Elucidating the process of hydrogen generation from the reaction of sodium hydroxide solution and ferrosilicon

For the first time, the process of hydrogen evolution from ferrosilicon 75 using sodium hydroxide solution has been investigated as a function of temperature using a combination of X-ray photoelectron spectroscopy, X-ray diffraction and physical measurements. Ferrosilicon 75, a mixture of silicon (~50wt.%) and iron disilicide (~50wt.%), has been shown to produce hydrogen by the action of sodium hydroxide solution on the silicon only, with the iron disilicide acting in the role of spectator/protector species for the silicon. Neither iron disilicide alone nor ferrosilicon 45, which does not contain a pure metallic silicon phase, was found to generate hydrogen under similar reaction conditions, further indicating that the presence of a pure metallic silicon phase is essential for hydrogen generation.

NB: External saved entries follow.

//! Order aggregate
//!
//! An order owns its line items, its financial fields, and its crediário
//! schedule. Installments and payments are nested inside the order and are
//! always persisted together with it.

use std::fmt;
use std::str::FromStr;

use chrono::{DateTime, NaiveDate, Utc};
use rust_decimal::Decimal;
use serde::{Deserialize, Serialize};

use core_kernel::money::to_cents;
use core_kernel::{CustomerId, OrderId, ProductId, SellerId, StoreSettings};

use crate::commission::calculate_commission;
use crate::error::SalesError;
use crate::installment::Installment;
use crate::product::{Product, ProductCatalog};
use crate::schedule::build_schedule;

/// Order lifecycle status
#[derive(Debug, Clone, Copy, PartialEq, Eq, Hash, Serialize, Deserialize)]
#[serde(rename_all = "snake_case")]
pub enum OrderStatus {
    Processing,
    Shipped,
    Delivered,
    Canceled,
    /// In the trash; restorable
    Deleted,
}

impl fmt::Display for OrderStatus {
    fn fmt(&self, f: &mut fmt::Formatter<'_>) -> fmt::Result {
        let label = match self {
            OrderStatus::Processing => "processing",
            OrderStatus::Shipped => "shipped",
            OrderStatus::Delivered => "delivered",
            OrderStatus::Canceled => "canceled",
            OrderStatus::Deleted => "deleted",
        };
        f.write_str(label)
    }
}

/// Payment method label
///
/// Known methods get their own variant; anything else is kept verbatim.
#[derive(Debug, Clone, PartialEq, Eq, Hash, Serialize, Deserialize)]
#[serde(from = "String", into = "String")]
pub enum PaymentMethod {
    /// Store-financed installment plan
    Crediario,
    Pix,
    Cash,
    CreditCard,
    DebitCard,
    Other(String),
}

impl PaymentMethod {
    pub fn as_str(&self) -> &str {
        match self {
            PaymentMethod::Crediario => "crediario",
            PaymentMethod::Pix => "pix",
            PaymentMethod::Cash => "dinheiro",
            PaymentMethod::CreditCard => "cartao_credito",
            PaymentMethod::DebitCard => "cartao_debito",
            PaymentMethod::Other(label) => label,
        }
    }

    /// True for the method that finances the order over a schedule
    pub fn is_installment_plan(&self) -> bool {
        matches!(self, PaymentMethod::Crediario)
    }
}

impl From<String> for PaymentMethod {
    fn from(label: String) -> Self {
        match label.trim().to_lowercase().as_str() {
            "crediario" | "crediário" => PaymentMethod::Crediario,
            "pix" => PaymentMethod::Pix,
            "dinheiro" | "cash" => PaymentMethod::Cash,
            "cartao_credito" | "credit_card" => PaymentMethod::CreditCard,
            "cartao_debito" | "debit_card" => PaymentMethod::DebitCard,
            _ => PaymentMethod::Other(label),
        }
    }
}
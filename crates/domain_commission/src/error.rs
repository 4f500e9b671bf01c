//! Commission domain errors

use thiserror::Error;

use core_kernel::PortError;

/// Errors that can occur while settling or reversing commissions
#[derive(Debug, Error)]
pub enum CommissionError {
    /// Referenced commission payment or order does not exist
    #[error("Not found: {0}")]
    NotFound(String),

    /// Settlement amount or order selection is not acceptable
    #[error("Invalid amount: {0}")]
    InvalidAmount(String),

    /// Malformed input
    #[error("Validation error: {0}")]
    Validation(String),

    /// Settlement or reversal could not complete in full; nothing was applied
    #[error("Transaction failed: {message}")]
    TransactionFailed {
        message: String,
        #[source]
        source: Option<PortError>,
    },
}

impl CommissionError {
    pub fn invalid_amount(message: impl Into<String>) -> Self {
        CommissionError::InvalidAmount(message.into())
    }

    /// Rejection that leaves the store untouched
    pub fn rejected(message: impl Into<String>) -> Self {
        CommissionError::TransactionFailed {
            message: message.into(),
            source: None,
        }
    }

    /// True only for storage failures that may pass on a second attempt
    ///
    /// Settlement runs under row locks, so a conflict means some order in
    /// the batch cannot be settled and the same request fails again.
    pub fn is_retryable(&self) -> bool {
        match self {
            CommissionError::TransactionFailed { source: Some(source), .. } => {
                !matches!(source, PortError::Conflict { .. })
            }
            _ => false,
        }
    }
}

impl From<PortError> for CommissionError {
    fn from(error: PortError) -> Self {
        match error {
            PortError::NotFound { entity_type, id } => {
                CommissionError::NotFound(format!("{} {}", entity_type, id))
            }
            PortError::Validation { message } => CommissionError::Validation(message),
            other => CommissionError::TransactionFailed {
                message: other.to_string(),
                source: Some(other),
            },
        }
    }
}
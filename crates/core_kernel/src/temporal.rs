//! Calendar and timezone helpers
//!
//! Due dates are plain calendar dates. Month arithmetic clamps to the last
//! valid day of the target month (Jan 31 + 1 month = Feb 28/29), and "today"
//! is always evaluated in the store's timezone, never the server's.

use chrono::{DateTime, Months, NaiveDate, Utc};
use chrono_tz::Tz;
use serde::{Deserialize, Deserializer, Serialize, Serializer};
use std::str::FromStr;
use thiserror::Error;

/// Errors related to temporal operations
#[derive(Debug, Error, PartialEq, Eq)]
pub enum TemporalError {
    #[error("Date out of range: {date} + {months} months")]
    OutOfRange { date: NaiveDate, months: u32 },

    #[error("Invalid timezone: {0}")]
    InvalidTimezone(String),
}

/// Advances `date` by `months` calendar months, clamping to month end.
///
/// # Example
///
/// ```rust
/// use chrono::NaiveDate;
/// use core_kernel::temporal::add_months;
///
/// let jan31 = NaiveDate::from_ymd_opt(2024, 1, 31).unwrap();
/// assert_eq!(add_months(jan31, 1).unwrap(), NaiveDate::from_ymd_opt(2024, 2, 29).unwrap());
/// ```
pub fn add_months(date: NaiveDate, months: u32) -> Result<NaiveDate, TemporalError> {
    date.checked_add_months(Months::new(months))
        .ok_or(TemporalError::OutOfRange { date, months })
}

/// Timezone wrapper for the store's jurisdiction
///
/// Wraps chrono_tz::Tz with custom serialization support.
#[derive(Debug, Clone, Copy, PartialEq, Eq)]
pub struct Timezone(pub Tz);

impl Serialize for Timezone {
    fn serialize<S>(&self, serializer: S) -> Result<S::Ok, S::Error>
    where
        S: Serializer,
    {
        serializer.serialize_str(self.0.name())
    }
}

impl<'de> Deserialize<'de> for Timezone {
    fn deserialize<D>(deserializer: D) -> Result<Self, D::Error>
    where
        D: Deserializer<'de>,
    {
        let s = String::deserialize(deserializer)?;
        Timezone::from_str(&s).map_err(serde::de::Error::custom)
    }
}

impl FromStr for Timezone {
    type Err = TemporalError;

    fn from_str(s: &str) -> Result<Self, Self::Err> {
        Tz::from_str(s)
            .map(Timezone)
            .map_err(|_| TemporalError::InvalidTimezone(s.to_string()))
    }
}

impl Timezone {
    pub fn new(tz: Tz) -> Self {
        Self(tz)
    }

    /// Converts a UTC instant to the calendar date in this timezone
    pub fn local_date(&self, utc: DateTime<Utc>) -> NaiveDate {
        utc.with_timezone(&self.0).date_naive()
    }

    /// Today's calendar date in this timezone
    pub fn today(&self) -> NaiveDate {
        self.local_date(Utc::now())
    }

    pub fn name(&self) -> &'static str {
        self.0.name()
    }
}

impl Default for Timezone {
    fn default() -> Self {
        Self(chrono_tz::America::Sao_Paulo)
    }
}
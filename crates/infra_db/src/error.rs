//! Database error types
//!
//! Errors raised by the repositories, and their translation into the
//! adapter-facing [`PortError`].

use thiserror::Error;

use core_kernel::PortError;

/// Errors that can occur during database operations
#[derive(Debug, Error)]
pub enum DatabaseError {
    /// Failed to establish a database connection
    #[error("Failed to connect to database: {0}")]
    ConnectionFailed(String),

    /// Query execution failed
    #[error("Query failed: {0}")]
    QueryFailed(String),

    /// Entity not found in database
    #[error("{entity} with id '{id}' not found")]
    NotFound { entity: &'static str, id: String },

    /// Unique constraint violation
    #[error("Duplicate entry: {0}")]
    DuplicateEntry(String),

    /// Check or foreign key constraint violation
    #[error("Constraint violation: {0}")]
    ConstraintViolation(String),

    /// The row changed since it was read, or a business precondition checked
    /// inside the transaction did not hold
    #[error("Conflict: {0}")]
    Conflict(String),

    /// Migration error
    #[error("Migration failed: {0}")]
    MigrationFailed(String),

    /// JSONB column could not be encoded or decoded
    #[error("Serialization error: {0}")]
    SerializationError(String),

    /// Pool exhaustion - no available connections
    #[error("Connection pool exhausted")]
    PoolExhausted,

    /// The statement did not finish within the configured timeout
    #[error("Timed out after {duration_ms}ms: {operation}")]
    Timeout { operation: &'static str, duration_ms: u64 },

    /// Generic SQL error
    #[error("SQL error: {0}")]
    SqlError(#[source] sqlx::Error),
}

impl DatabaseError {
    /// Creates a not found error for a specific entity type and identifier
    ///
    /// # Example
    ///
    /// ```rust
    /// use infra_db::DatabaseError;
    ///
    /// let error = DatabaseError::not_found("Order", "ORD-123");
    /// assert!(error.to_string().contains("Order"));
    /// assert!(error.is_not_found());
    /// ```
    pub fn not_found(entity: &'static str, id: impl std::fmt::Display) -> Self {
        DatabaseError::NotFound {
            entity,
            id: id.to_string(),
        }
    }

    pub fn is_not_found(&self) -> bool {
        matches!(self, DatabaseError::NotFound { .. })
    }

    pub fn is_connection_error(&self) -> bool {
        matches!(
            self,
            DatabaseError::ConnectionFailed(_) | DatabaseError::PoolExhausted | DatabaseError::Timeout { .. }
        )
    }
}

/// Maps SQLx errors to specific variants based on the PostgreSQL error code
impl From<sqlx::Error> for DatabaseError {
    fn from(error: sqlx::Error) -> Self {
        match error {
            sqlx::Error::PoolTimedOut => DatabaseError::PoolExhausted,
            sqlx::Error::Io(e) => DatabaseError::ConnectionFailed(e.to_string()),
            sqlx::Error::Database(ref db_err) => {
                // https://www.postgresql.org/docs/current/errcodes-appendix.html
                let message = db_err.message().to_string();
                let code = db_err.code().map(|c| c.into_owned());
                match code.as_deref() {
                    Some("23505") => DatabaseError::DuplicateEntry(message),
                    Some("23503") | Some("23514") => DatabaseError::ConstraintViolation(message),
                    Some("40001") | Some("40P01") => DatabaseError::Conflict(message),
                    _ => DatabaseError::SqlError(error),
                }
            }
            sqlx::Error::ColumnDecode { .. } | sqlx::Error::Decode(_) => {
                DatabaseError::SerializationError(error.to_string())
            }
            other => DatabaseError::SqlError(other),
        }
    }
}

impl From<serde_json::Error> for DatabaseError {
    fn from(error: serde_json::Error) -> Self {
        DatabaseError::SerializationError(error.to_string())
    }
}

impl From<sqlx::migrate::MigrateError> for DatabaseError {
    fn from(error: sqlx::migrate::MigrateError) -> Self {
        DatabaseError::MigrationFailed(error.to_string())
    }
}

impl From<DatabaseError> for PortError {
    fn from(error: DatabaseError) -> Self {
        match error {
            DatabaseError::NotFound { entity, id } => PortError::not_found(entity, id),
            DatabaseError::Conflict(message) | DatabaseError::DuplicateEntry(message) => {
                PortError::conflict(message)
            }
            DatabaseError::ConstraintViolation(message) => PortError::validation(message),
            DatabaseError::Timeout { operation, duration_ms } => PortError::Timeout {
                operation: operation.to_string(),
                duration_ms,
            },
            DatabaseError::ConnectionFailed(message) => PortError::connection(message),
            DatabaseError::PoolExhausted => PortError::connection("Connection pool exhausted"),
            other => PortError::internal_from("Database operation failed", other),
        }
    }
}
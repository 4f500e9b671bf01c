//! Core Kernel - Foundational types and utilities for the ADC PRO retail core
//!
//! This crate provides the building blocks shared by every domain crate:
//! - Cent conversion, the cent-exact splitter, and commission rates
//! - Calendar month arithmetic and the store timezone
//! - Strongly-typed identifiers
//! - Port error and marker types for the hexagonal architecture
//! - Explicit request context and store settings

pub mod money;
pub mod temporal;
pub mod identifiers;
pub mod ports;
pub mod context;

pub use money::{MoneyError, Rate, split_cents};
pub use temporal::{Timezone, TemporalError, add_months};
pub use identifiers::{
    OrderId, ProductId, CustomerId, PaymentId, SellerId, StaffId, CommissionPaymentId,
};
pub use ports::{PortError, DomainPort, HealthCheckable, HealthCheckResult, AdapterHealth};
pub use context::{Actor, RequestContext, StoreSettings, DEFAULT_COMMISSION_PERCENTAGE};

As the iron disilicide acts as a diluent for the active silicon, it is hypothesized that this would result in a slower release of hydrogen than that which would be obtained from the reaction of silicon alone, which may be useful for applications which require a long-term, sustained release of hydrogen. A hydrogen yield of 462.5mL/g and a maximum hydrogen generation rate of 83mL/min g were obtained within 10min of reaction with 40wt.% NaOH at 348K.